PAR FABIEN OFFNER – ARTICLE PUBLIÉ LE SAMEDI 9 JUIN 2018 – MEDIAPART.FR
À quelques semaines de l’élection présidentielle, l’échec de la militarisation du pays est patent.
L’incapacité de l’État à exercer sa souveraineté, notamment dans les régions de Ménaka et de Mopti, à la frontière du Niger, laisse en germe des guerres civiles locales, et fait craindre les scénarios du pire.
En cette période de jeûne, on ne mange ni ne boit de l’aube jusqu’au crépuscule dans les hameaux des régions de Ménaka et de Mopti, mais l’on tue jusqu’à être repu de vengeance. Six ans après la rébellion de 2012 et son cheval de Troie djihadiste, les guerres du Mali sont en train d’échapper aux uniformes.
Signe funeste, des observateurs tels que le Centre Simon-Skjodt pour la prévention du génocide s’intéressent désormais au Mali et établissent les scénarios du pire. « Escalade continuelle de la violence entre groupes djihadistes, forces de sécurité maliennes et milices d’autodéfense opérant au nom des communautés bambara et dogon », « atrocités contre les civils » dans la région de Ménaka, envisagent les auteurs d’un rapport publié en avril.
Événement inimaginable il y a quelques années, plusieurs centaines de personnes ont manifesté en mars à Bamako pour dénoncer les amalgames dont sont victimes les Peuls, présents dans la plupart des régions du Mali.

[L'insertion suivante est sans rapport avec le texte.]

//! What the output region can show.

use html_escape::encode_text;
use serde::Serialize;

use crate::utils::{IDLE_MESSAGE, REQUEST_ERROR_MESSAGE};

#[derive(Debug, Clone, PartialEq, Eq, Serialize)]
#[serde(tag = "kind", rename_all = "snake_case")]
pub enum Rendering {
    /// A processed entry; `html` is trusted pipeline output
    Entry { label: String, html: String },
    NotFound { query: String, target_label: String },
    /// Failed request; the response body or error message is shown escaped
    RequestError { body: String },
    Idle,
}

impl Rendering {
    #[must_use]
    pub fn to_html(&self) -> String {
        match self {
            Self::Entry { label, html } => format!(
                "<div id=\"output\"><h1>{}</h1>{html}</div>",
                encode_text(label)
            ),
            Self::NotFound { query, target_label } => format!(
                "<h2>No {} results matching {} were found</h2>",
                encode_text(target_label),
                encode_text(query)
            ),
            Self::RequestError { body } => format!(
                "<h2>{REQUEST_ERROR_MESSAGE}</h2><p>{}</p>",
                encode_text(body)
            ),
            Self::Idle => IDLE_MESSAGE.to_string(),
        }
    }
}

#[cfg(test)]
mod tests {
    use super::*;

    #[test]
    fn not_found_names_query() {
        let rendering = Rendering::NotFound {
            query: "qwzx".to_string(),
            target_label: "Latin".to_string(),
        };
        assert_eq!(
            rendering.to_html(),
            "<h2>No Latin results matching qwzx were found</h2>"
        );
    }

    #[test]
    fn error_body_is_escaped() {
        let html = Rendering::RequestError {
            body: "<b>503</b>".to_string(),
        }
        .to_html();
        assert!(html.starts_with("<h2>There was an error with your request</h2>"));
        assert!(html.contains("&lt;b&gt;503&lt;/b&gt;"));
    }

    #[test]
    fn entry_escapes_label_only() {
        let html = Rendering::Entry {
            label: "a<b".to_string(),
            html: "<div class=\"entry\"></div>".to_string(),
        }
        .to_html();
        assert_eq!(
            html,
            "<div id=\"output\"><h1>a&lt;b</h1><div class=\"entry\"></div></div>"
        );
    }
}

« La faiblesse des institutions mandatées pour protéger les populations civiles, combinée à la stratégie des groupes djihadistes consistant à exploiter les divisions intercommunautaires, ont créé un risque extrêmement élevé de morts civils en nombre considérable », constate Corinne Dufka, chercheuse à Human Rights Watch. Le commandant de l’opération Barkhane évoquait en avril une situation de « quasiguerre civile »
Il s’agirait plutôt de germes de guerres civiles locales, comme dans la région de Mopti, où la falaise de Bandiagara n’aura finalement été qu’une illusoire muraille de grès pour le Pays Dogon. Il a été gagné par la discorde entre éleveurs peuls et agriculteurs dogons, comme l’a été avant lui le delta intérieur du fleuve Niger par les affrontements entre Bambaras et Peuls.
Dans un pays réputé jusqu’à la caricature pour la capacité de ses sociétés à réguler pacifiquement les conflits, la communication a atteint ses limites. Les autorités, quelles qu’elles soient, ne contrôlent plus. « Les autorités traditionnelles tant dogons que peuls sont de bonne foi et en ont marre, mais d’autres acteurs font des actes isolés incontrôlables », témoigne Youssouf Aya, député de Koro. S’il devait retenir un événement à l’origine de l’effondrement de l’équilibre précaire entre Dogons et Peuls dans sa région, ce serait l’assassinat en 2017, dans le cercle de Koro, de Souleymane Guindo, figure locale de la confrérie des chasseurs, les « Dozos ».
« La stratégie des djihadistes consiste à inciter aux violences communautaires, explique Corinne Dufka. Depuis 2016, ils ont ciblé et éliminé des cibles stratégiques, des autorités respectées. Ils tuent des gens en sachant que les autres vont réagir, ils les laissent s’entretuer, puis ils viennent exploiter la situation en recrutant, voire en prônant la réconciliation. »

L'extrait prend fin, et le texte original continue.